The Consumer Electronics show, the behemoth of tech, the Valhalla of gadgetry, has come and gone for yet another year. But this time, rather than arriving with a bang, it slinked into sight with something more like a whimper.
CES 2010 had really had the wind knocked out of it before it had even got into the ring this year. All eyes were already on Apple and their rumoured Tablet in the run up to the event, despite the fact that Apple are traditionally a no-show at CES, instead planning their own top-secret unveiling at the end of January. Likewise, Google delivered a sucker-punch in the shape of the Nexus One, their flagship handset revealed at their own event on the eve of CES 2010’s opening.
To make matter’s worse, Microsoft’s opening keynote speech (delivered by walking personality drain Steve Ballmer) was pretty darn dull. First a power cut, then a load of waffle on the 2 month old Windows 7, Ballmer hardly seemed to be trying to keep our attention. Though the Christmas release date for Project Natal was welcome news, it revealed nothing new about the device, whilst the partnership with Hewlett Packard for the new Slate device seemed merely like a case of keeping-up with the Joneses. Or should that be the Jobs-es?
But the Las Vegas event wasn’t without its highlights. Far from it in fact. Maybe it’s the recession, or the generally pocket-pinching mood in the air these days, but for once the most sought after tech wasn’t in the realms of dreamy aspiration, but was actually fairly affordable.
Take for instance the brand new 3D TVs on show, of which the Sony BRAVIA XBR-52HX900 (video above, courtesy of Ashley) was the pick of the litter. Finally shaping up to the standards set by its cinema siblings, company reps promised that the average 3D TV will cost little more than a top-end Full HD set. Skype and video calling in many TV sets too will help turn your living room into somewhere the Jetsons could only dream of.
E-readers are also looking to be both big and affordable in 2010. As a comic book fanatic I’d have liked to have seen more attempts at a colour screened e-reader (I’m not including the MSI offering, which is really just a dual-touch screened PC, super-cool as it is). Plastic Logic’s Que Pro e-reader looked great though, with a massive, durable screen, and was far lighter than the hundreds of books you’d be able to store on the tabloid-sized device.
There were, of course, tablets aplenty. The dual-booting Viliv P3 may be an underdog in the category, but seemed way more exciting than Microsoft’s offering. The offer of both Windows and Android on the same device showed a respect for user choice not often seen in the back-slapping world of consumer tech.
There was still time for fun too. The Parrot AR Drone Quadricopter was fun and fresh, combining real-world toys with augmented reality controls. A little less high-tech but full of retro-chic was the Lasonic i931 iPhone dock/ghetto blaster mash-up. Odd’s on its at the top of Flava Flav’s Christmas list. And there was still some time for the weird and the plain old dumb, too.
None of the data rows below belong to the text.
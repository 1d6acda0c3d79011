//! Time-bounded denylist of recently failed proxies

use dashmap::DashMap;
use std::time::Duration;
use tokio::time::Instant;

/// Process-wide set of proxy ids excluded from selection until expiry
///
/// Prevents a proxy that just failed from being reselected within the same
/// request wave. Entries are purged lazily on lookup.
pub struct ExclusionSet {
    entries: DashMap<i32, Instant>,
}

impl ExclusionSet {
    pub fn new() -> Self {
        Self {
            entries: DashMap::new(),
        }
    }

    /// Exclude a proxy for `ttl`
    pub fn insert(&self, proxy_id: i32, ttl: Duration) {
        self.entries.insert(proxy_id, Instant::now() + ttl);
    }

    /// Whether a proxy is currently excluded
    pub fn contains(&self, proxy_id: i32) -> bool {
        let expiry = match self.entries.get(&proxy_id) {
            Some(entry) => *entry,
            None => return false,
        };
        if expiry > Instant::now() {
            true
        } else {
            self.entries.remove(&proxy_id);
            false
        }
    }

    /// Drop all expired entries and return the number still excluded
    pub fn purge_expired(&self) -> usize {
        let now = Instant::now();
        self.entries.retain(|_, expiry| *expiry > now);
        self.entries.len()
    }

    pub fn len(&self) -> usize {
        self.purge_expired()
    }

    pub fn is_empty(&self) -> bool {
        self.len() == 0
    }
}

impl Default for ExclusionSet {
    fn default() -> Self {
        Self::new()
    }
}
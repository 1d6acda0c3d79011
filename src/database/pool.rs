use crate::config::Config;
use crate::error::{Result, TrawlError};
use crate::models::PoolUtilization;
use sqlx::postgres::{PgPool, PgPoolOptions};
use std::time::Duration;
use tracing::info;

/// Database connection pool wrapper
///
/// The pool is the only exclusively-bounded resource in the subsystem;
/// everything else is shared-read state.
#[derive(Clone)]
pub struct Database {
    pool: PgPool,
}

impl Database {
    /// Create a new database connection pool
    pub async fn new(config: &Config) -> Result<Self> {
        let database_url = config.database_url();

        info!(
            host = %config.database.host,
            port = %config.database.port,
            database = %config.database.name,
            min = config.database.min_connections,
            max = config.database.max_connections,
            "Connecting to database"
        );

        let pool = PgPoolOptions::new()
            .min_connections(config.database.min_connections)
            .max_connections(config.database.max_connections)
            .acquire_timeout(Duration::from_secs(config.database.connection_timeout))
            .idle_timeout(Duration::from_secs(30 * 60)) // 30 minutes
            .max_lifetime(Duration::from_secs(60 * 60)) // 1 hour
            .connect(&database_url)
            .await
            .map_err(|e| TrawlError::DatabaseConnection(e.to_string()))?;

        info!("Database connection pool established");

        Ok(Database { pool })
    }

    /// Get a reference to the connection pool
    pub fn pool(&self) -> &PgPool {
        &self.pool
    }

    /// Check if the database is healthy
    pub async fn health_check(&self) -> Result<Duration> {
        let start = std::time::Instant::now();

        sqlx::query("SELECT 1")
            .execute(&self.pool)
            .await
            .map_err(TrawlError::Database)?;

        Ok(start.elapsed())
    }

    /// Get pool utilization for monitoring
    pub fn utilization(&self) -> PoolUtilization {
        PoolUtilization {
            size: self.pool.size(),
            idle: self.pool.num_idle() as u32,
        }
    }

    /// Run database migrations
    pub async fn run_migrations(&self) -> Result<()> {
        info!("Running database migrations");

        super::migrations::run_migrations(&self.pool).await?;

        info!("Database migrations completed");
        Ok(())
    }

    /// Close the connection pool
    pub async fn close(&self) {
        info!("Closing database connection pool");
        self.pool.close().await;
    }
}

impl std::ops::Deref for Database {
    type Target = PgPool;

    fn deref(&self) -> &Self::Target {
        &self.pool
    }
}
//! Durable CRUD for proxy records and usage logs
//!
//! The [`ProxyStore`] trait is the seam between the resilience layer and the
//! backing database. The store performs no retries of its own; every call
//! from the rest of the subsystem goes through the circuit breaker.

mod memory;
mod postgres;

pub use memory::MemoryProxyStore;
pub use postgres::PgProxyStore;

use async_trait::async_trait;
use std::collections::HashMap;

use crate::error::Result;
use crate::models::{CreateProxyRequest, ProxyCounts, ProxyRecord, UsageLogEntry};

/// Status transition thresholds applied on usage writes
#[derive(Debug, Clone, Copy)]
pub struct HealthThresholds {
    /// error_count at which a proxy becomes failed
    pub error_threshold: i32,
    /// error_count at which a proxy is degraded to inactive
    pub degrade_threshold: i32,
}

impl Default for HealthThresholds {
    fn default() -> Self {
        Self {
            error_threshold: 3,
            degrade_threshold: 2,
        }
    }
}

/// Storage backend for proxy records and their usage log
#[async_trait]
pub trait ProxyStore: Send + Sync {
    /// Fetch selectable candidates: status=active, error_count below the
    /// failure threshold, excluding `exclude_ids`, ordered least-recently-used
    /// (never-used first), ties broken by lowest error_count. An empty vec is
    /// a valid answer, not an error.
    async fn fetch_candidates(&self, limit: i64, exclude_ids: &[i32]) -> Result<Vec<ProxyRecord>>;

    /// Insert one usage log row and atomically update the owning record's
    /// counters, timestamps, running-average response time, and status.
    async fn record_usage(&self, entry: &UsageLogEntry) -> Result<()>;

    /// Batch variant: all log rows are inserted, and counter updates are
    /// coalesced to one write per proxy.
    async fn record_usage_batch(&self, entries: &[UsageLogEntry]) -> Result<()>;

    /// Clear error_count (and reactivate) for one proxy, or for all when
    /// `proxy_id` is `None`. Returns the number of rows touched. Idempotent.
    async fn reset_errors(&self, proxy_id: Option<i32>) -> Result<u64>;

    /// Per-status totals for monitoring
    async fn count_by_status(&self) -> Result<ProxyCounts>;

    /// Insert a new proxy record (validated at this boundary)
    async fn create(&self, req: &CreateProxyRequest) -> Result<ProxyRecord>;

    /// Get one record by id
    async fn get_by_id(&self, id: i32) -> Result<Option<ProxyRecord>>;
}

/// Coalesced per-proxy counter changes from a batch of usage entries
#[derive(Debug, Clone, Copy, Default, PartialEq, Eq)]
pub struct UsageDelta {
    pub successes: i32,
    pub errors: i32,
    /// Sum of response times across successful entries, for the running average
    pub response_time_total: i64,
    pub timed_samples: i32,
}

/// Fold a batch of entries into one delta per proxy.
///
/// This is what keeps write amplification bounded under high concurrency:
/// many in-memory reports for the same proxy become a single UPDATE.
pub fn coalesce_usage(entries: &[UsageLogEntry]) -> HashMap<i32, UsageDelta> {
    let mut deltas: HashMap<i32, UsageDelta> = HashMap::new();

    for entry in entries {
        let delta = deltas.entry(entry.proxy_id).or_default();
        if entry.success {
            delta.successes += 1;
            if let Some(ms) = entry.response_time_ms {
                delta.response_time_total += ms as i64;
                delta.timed_samples += 1;
            }
        } else {
            delta.errors += 1;
        }
    }

    deltas
}
/// Summarize one item outside any session (used by the CLI).
///
/// Videos use their transcript, fetched on demand if the item doesn't carry
/// one. Financial items fetch statements first.
pub async fn summarize_candidate(
    providers: &Providers,
    cfg: &PipelineConfig,
    item: &CandidateItem,
) -> Result<String, SummarizeError> {
    let language = cfg.output_language.as_str();
    let fields = match item.kind {
        ItemKind::Video => {
            let transcript = match item.transcript.as_deref().filter(|t| !t.trim().is_empty()) {
                Some(t) => t.to_string(),
                None => match pipeline::probe_transcript(
                    providers.transcript.as_ref(),
                    &item.id,
                    &cfg.languages,
                )
                .await
                {
                    Availability::Available(t) => t,
                    Availability::Unavailable(reason) => {
                        return Err(SummarizeError::Unavailable(reason))
                    }
                },
            };
            PromptFields::new()
                .with("title", item.title.clone())
                .with("body", transcript)
                .with("language", language)
        }
        ItemKind::Article => PromptFields::for_item(item, language),
        ItemKind::Financial => {
            let statements = providers
                .market
                .statements(&item.id)
                .await
                .map_err(|e| SummarizeError::ProviderFailure(format!("{:#}", e)))?;
            let kind = TemplateKind::FinancialStatements;
            let fields = PromptFields::for_statements(&statements, &item.title, language);
            let prompt = build_prompt(kind, &fields)?;
            return providers.summarizer.summarize(&prompt).await;
        }
    };
    let prompt = build_prompt(TemplateKind::ItemSummary, &fields)?;
    providers.summarizer.summarize(&prompt).await
}

fn resort_key(cfg: &PipelineConfig) -> ResortKey {
    ResortKey::parse(&cfg.resort).unwrap_or(ResortKey::Newest)
}

fn keep_partial(result: Result<ResultSet>, source: &str, failures: &mut Vec<String>) -> ResultSet {
    result.unwrap_or_else(|e| {
        tracing::warn!(source, error = %e, "partial briefing: one source failed");
        failures.push(format!("{}: {:#}", source, e));
        ResultSet::default()
    })
}
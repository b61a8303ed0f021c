//! Export the latest summary as a `summary.txt` attachment or JSON.
//!
//! Text export is the summary body verbatim. JSON export also carries the
//! results it was generated from, for archiving a briefing.

use anyhow::{bail, Result};
use serde::Serialize;
use std::path::Path;

use crate::models::{ResultSet, SummaryRecord, SummaryStatus};

/// File name offered for the text attachment.
pub const SUMMARY_FILE_NAME: &str = "summary.txt";

#[derive(Debug, Clone, Copy, PartialEq, Eq, Default)]
pub enum ExportFormat {
    #[default]
    Text,
    Json,
}

impl ExportFormat {
    /// JSON for `*.json` paths, text otherwise.
    pub fn for_path(path: &Path) -> Self {
        match path.extension().and_then(|e| e.to_str()) {
            Some(ext) if ext.eq_ignore_ascii_case("json") => Self::Json,
            _ => Self::Text,
        }
    }
}

#[derive(Serialize)]
struct ExportData<'a> {
    exported_at: String,
    summary: &'a SummaryRecord,
    #[serde(skip_serializing_if = "Option::is_none")]
    results: Option<&'a ResultSet>,
}

/// Render the summary. Only generated summaries can be exported.
pub fn render_summary(
    record: Option<&SummaryRecord>,
    results: Option<&ResultSet>,
    format: ExportFormat,
) -> Result<String> {
    let Some(record) = record else {
        bail!("there is no summary to export");
    };
    if record.status == SummaryStatus::Failed {
        bail!("the last summary failed: {}", record.text);
    }

    match format {
        ExportFormat::Text => Ok(record.text.clone()),
        ExportFormat::Json => {
            let data = ExportData {
                exported_at: crate::period::format_rfc3339(chrono::Utc::now()),
                summary: record,
                results,
            };
            Ok(serde_json::to_string_pretty(&data)?)
        }
    }
}

/// Write rendered content to `output`, or stdout when `None`.
///
/// Parent directories are created as needed.
pub fn write_export(content: &str, output: Option<&Path>) -> Result<()> {
    match output {
        Some(path) => {
            if let Some(parent) = path.parent().filter(|p| !p.as_os_str().is_empty()) {
                std::fs::create_dir_all(parent)?;
            }
            std::fs::write(path, content)?;
            eprintln!("Exported summary ({} bytes) to {}", content.len(), path.display());
        }
        None => {
            println!("{}", content);
        }
    }
    Ok(())
}
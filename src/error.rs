//! User-visible failure taxonomy.
//!
//! Session actions never return errors to their caller. Every failure is
//! folded into a [`Notice`], which front ends render as an inline warning.

use serde::Serialize;
use thiserror::Error;

use crate::summarize::SummarizeError;

#[derive(Debug, Clone, PartialEq, Eq, Error, Serialize)]
#[serde(tag = "kind", content = "message", rename_all = "snake_case")]
pub enum Notice {
    /// Network, auth, or quota failure from a data provider.
    #[error("upstream unavailable: {0}")]
    UpstreamUnavailable(String),

    /// The item exists but has no usable content (e.g. no transcript).
    #[error("content unavailable: {0}")]
    ContentUnavailable(String),

    /// The generative provider produced no usable text.
    #[error("no generated response: {0}")]
    EmptyGenerativeResponse(String),

    #[error("enter at least one keyword")]
    UserInputMissing,

    #[error("no results for '{0}'")]
    NoResults(String),

    #[error("unknown item: {0}")]
    UnknownItem(String),
}

impl Notice {
    pub fn code(&self) -> &'static str {
        match self {
            Self::UpstreamUnavailable(_) => "upstream_unavailable",
            Self::ContentUnavailable(_) => "content_unavailable",
            Self::EmptyGenerativeResponse(_) => "empty_generative_response",
            Self::UserInputMissing => "user_input_missing",
            Self::NoResults(_) => "no_results",
            Self::UnknownItem(_) => "unknown_item",
        }
    }
}

impl From<SummarizeError> for Notice {
    fn from(err: SummarizeError) -> Self {
        match err {
            SummarizeError::NoResponse(feedback) => Self::EmptyGenerativeResponse(feedback),
            SummarizeError::ProviderFailure(raw) => Self::UpstreamUnavailable(raw),
            SummarizeError::Unavailable(what) => Self::ContentUnavailable(what),
        }
    }
}
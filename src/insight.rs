//! Parser for the `Tags:` / `Importance:` reply format.
//!
//! The [`TemplateKind::ArticleInsight`](crate::prompt::TemplateKind) prompt
//! asks for exactly these two labelled lines. Replies are matched by label,
//! not by line position, and anything unexpected is an explicit error.

use serde::Serialize;
use thiserror::Error;

#[derive(Debug, Clone, PartialEq, Eq, Serialize)]
pub struct Insight {
    pub tags: Vec<String>,
    /// 1 (minor) ..= 5 (major).
    pub importance: u8,
}

#[derive(Debug, Error, PartialEq, Eq)]
pub enum InsightError {
    #[error("reply has no '{0}:' line")]
    MissingLine(&'static str),
    #[error("reply lists no tags")]
    EmptyTags,
    #[error("importance '{0}' is not an integer from 1 to 5")]
    BadImportance(String),
}

pub fn parse_insight(text: &str) -> Result<Insight, InsightError> {
    let mut tags_line = None;
    let mut importance_line = None;

    for line in text.lines() {
        let line = line.trim().trim_start_matches(['-', '*', '•', '#']).trim();
        if let Some(rest) = strip_label(line, "tags") {
            tags_line.get_or_insert(rest);
        } else if let Some(rest) = strip_label(line, "importance") {
            importance_line.get_or_insert(rest);
        }
    }

    let tags_line = tags_line.ok_or(InsightError::MissingLine("Tags"))?;
    let importance_line = importance_line.ok_or(InsightError::MissingLine("Importance"))?;

    let tags: Vec<String> = tags_line
        .split([',', '，'])
        .map(|t| t.trim().trim_matches('#').trim().to_string())
        .filter(|t| !t.is_empty())
        .collect();
    if tags.is_empty() {
        return Err(InsightError::EmptyTags);
    }

    let raw = importance_line.trim_matches('*').trim();
    // Accept "4" and "4/5".
    let number = raw.split('/').next().unwrap_or(raw).trim();
    let importance = number
        .parse::<u8>()
        .ok()
        .filter(|n| (1..=5).contains(n))
        .ok_or_else(|| InsightError::BadImportance(raw.to_string()))?;

    Ok(Insight { tags, importance })
}

/// `"Tags: a, b"` → `Some("a, b")`; label match is case-insensitive and
/// tolerates markdown bold around the label.
fn strip_label<'a>(line: &'a str, label: &str) -> Option<&'a str> {
    let line = line.trim_start_matches('*');
    if line.len() < label.len() || !line.is_char_boundary(label.len()) {
        return None;
    }
    let (head, rest) = line.split_at(label.len());
    if !head.eq_ignore_ascii_case(label) {
        return None;
    }
    let rest = rest.trim_start_matches('*').trim_start();
    rest.strip_prefix(':').map(|r| r.trim_start_matches('*').trim())
}

#[cfg(test)]
mod tests {
    use super::*;

    #[test]
    fn test_plain_reply() {
        let insight = parse_insight("Tags: semiconductors, exports, Korea\nImportance: 4").unwrap();
        assert_eq!(insight.tags, vec!["semiconductors", "exports", "Korea"]);
        assert_eq!(insight.importance, 4);
    }

    #[test]
    fn test_markdown_and_order_tolerated() {
        let reply = "Here you go:\n- **Importance:** 2/5\n- **Tags:** #ai, #policy\n";
        let insight = parse_insight(reply).unwrap();
        assert_eq!(insight.tags, vec!["ai", "policy"]);
        assert_eq!(insight.importance, 2);
    }

    #[test]
    fn test_missing_importance() {
        assert_eq!(
            parse_insight("Tags: a, b"),
            Err(InsightError::MissingLine("Importance"))
        );
    }

    #[test]
    fn test_out_of_range_importance() {
        assert_eq!(
            parse_insight("Tags: a\nImportance: 9"),
            Err(InsightError::BadImportance("9".to_string()))
        );
    }

    #[test]
    fn test_empty_tags() {
        assert_eq!(
            parse_insight("Tags: , ,\nImportance: 3"),
            Err(InsightError::EmptyTags)
        );
    }

    #[test]
    fn test_label_prefix_is_not_enough() {
        assert_eq!(
            parse_insight("Tagsline a\nImportance: 3"),
            Err(InsightError::MissingLine("Tags"))
        );
    }
}
//! # newsreel
//!
//! Keyword-driven search over videos, news articles, and listed companies,
//! with AI-generated summaries of what was found.
//!
//! A search runs through a fixed pipeline: the provider returns a page of
//! hits, unusable items are filtered out (videos without transcripts, removed
//! articles), the rest are re-sorted and deduplicated, and the outcome is
//! stored in a per-user [`session::Session`]. Summaries, recommendations, and
//! insights are generated from stored items through a [`traits::Summarizer`].
//!
//! ## Architecture
//!
//! ```text
//! ┌──────────────┐   ┌───────────────────┐   ┌───────────┐
//! │  Providers   │──▶│     Pipeline      │──▶│  Session  │
//! │ YouTube/News │   │ filter→resort→    │   │ results + │
//! │ Market/Gemini│   │ dedupe            │   │ summary   │
//! └──────────────┘   └───────────────────┘   └─────┬─────┘
//!                                                  │
//!                              ┌───────────────────┤
//!                              ▼                   ▼
//!                         ┌──────────┐       ┌──────────┐
//!                         │   CLI    │       │   HTTP   │
//!                         │  (reel)  │       │  (axum)  │
//!                         └──────────┘       └──────────┘
//! ```
//!
//! ## Quick Start
//!
//! ```bash
//! reel search rust async --period week
//! reel summarize rust async --item 2
//! reel brief semiconductors exports --output out/brief.txt
//! reel stock samsung
//! reel serve
//! ```
//!
//! ## Modules
//!
//! | Module | Purpose |
//! |--------|---------|
//! | [`config`] | TOML configuration parsing |
//! | [`models`] | Core data types |
//! | [`traits`] | Provider seams and the [`traits::Providers`] set |
//! | [`provider_youtube`] | Video search and statistics |
//! | [`provider_transcript`] | Timed-text transcripts |
//! | [`provider_news`] | News article search |
//! | [`provider_market`] | Prices, statements, symbol lookup |
//! | [`summarize`] | Generative providers |
//! | [`pipeline`] | Filter, resort, dedupe |
//! | [`period`] | Publish-date windows |
//! | [`prompt`] | Prompt templates |
//! | [`insight`] | Tags/importance reply parser |
//! | [`session`] | Session state and actions |
//! | [`ticker`] | Background index ticker |
//! | [`export`] | Summary export |
//! | [`server`] | HTTP server |

pub mod commands;
pub mod config;
pub mod error;
pub mod export;
pub mod insight;
pub mod logging;
pub mod models;
pub mod period;
pub mod pipeline;
pub mod prompt;
pub mod provider_market;
pub mod provider_news;
pub mod provider_transcript;
pub mod provider_youtube;
pub mod server;
pub mod session;
pub mod summarize;
pub mod ticker;
pub mod traits;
Though less prevalent than other years, there were some great examples of brand new tech on show that were genuinely exciting. A real head-turner and my favourite item of the show was the Light Blue Optic Light Touch. Using a pico projection engine and a touch sensitive sensor, it’ll turn any flat surface into a touchscreen. It works ridiculously well despite still being in the development stages, and has almost unlimited potential.
Some detractors say that, recession or not, CES looks to be on its last legs. It’s sad, but not unlikely, when you consider the audiences that companies like Apple and Google can command for just a single product launch. However, for emerging companies like Light Blue Optics CES is still vital to gain some exposure, not to mention the fact that such a prominent date in the calendar forces the tech giants to have made some significant, competitive advances in their gear, year-on-year.
So here’s hoping the old dog’s got a bit of life left in it yet. Hopefully next year will kick off the recessionary cobwebs and kick the show back into high-tech gear. It wouldn’t take much to tempt us back to the City of Sin once more.